The Clarks were devout Baptists, attending nearby Plymouth Rock Baptist Church. Sabbath was strictly followed; the entire house shut down on Friday evenings and did not open again until Monday morning. As members of the church, they were expected to attend services, participate in activities there, and follow a code of conduct: no jazz, no card games, and no "high life" - drinking or visiting bars or juke joints. Dancing was only allowed in the church when one was moved by the spirit.

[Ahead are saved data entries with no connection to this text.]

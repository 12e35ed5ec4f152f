use axum::{
    http::StatusCode,
    response::{IntoResponse, Response},
    Json,
};
use serde_json::json;
use thiserror::Error;

#[derive(Error, Debug)]
pub enum BridgeError {
    #[error("{0}")]
    Validation(String),

    #[error("{0}")]
    PayloadTooLarge(String),

    #[error("{0}")]
    MalformedBody(String),

    #[error("Configuration error: {0}")]
    Configuration(String),

    #[error("{0}")]
    Upstream(String),

    #[error("HTTP request error: {0}")]
    Http(#[from] reqwest::Error),

    #[error("JSON error: {0}")]
    Json(#[from] serde_json::Error),

    #[error("Timed out: {0}")]
    Timeout(String),

    #[error("Publish error: {0}")]
    Publish(String),

    #[error("AMQP error: {0}")]
    Amqp(#[from] lapin::Error),

    #[error("Internal server error: {0}")]
    Internal(String),
}

impl BridgeError {
    pub fn status(&self) -> StatusCode {
        match self {
            BridgeError::Validation(_) => StatusCode::BAD_REQUEST,
            BridgeError::PayloadTooLarge(_) => StatusCode::PAYLOAD_TOO_LARGE,
            BridgeError::MalformedBody(_)
            | BridgeError::Configuration(_)
            | BridgeError::Upstream(_)
            | BridgeError::Http(_)
            | BridgeError::Json(_)
            | BridgeError::Timeout(_)
            | BridgeError::Publish(_)
            | BridgeError::Amqp(_)
            | BridgeError::Internal(_) => StatusCode::INTERNAL_SERVER_ERROR,
        }
    }
}

impl IntoResponse for BridgeError {
    fn into_response(self) -> Response {
        let status = self.status();
        if status.is_server_error() {
            tracing::error!(error = %self, "Request failed");
        } else {
            tracing::warn!(error = %self, "Request rejected");
        }

        let body = Json(json!({ "error": self.to_string() }));
        (status, body).into_response()
    }
}

pub type Result<T> = std::result::Result<T, BridgeError>;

Next door to Duke's house was a small Pentecostal church that Jackson never attended but stood outside during services and listened raptly. Music here was louder and more exuberant. The congregation included "jubilees" or uptempo spirituals in their singing. Shouting and stomping were regular occurrences, unlike at her own church. Jackson later remembered, "These people had no choir or no organ. They used the drum, the cymbal, the tambourine, and the steel triangle. Everybody in there sang, and they clapped and stomped their feet, and sang with their whole bodies. They had a beat, a rhythm we held on to from slavery days, and their music was so strong and expressive. It used to bring tears to my eyes."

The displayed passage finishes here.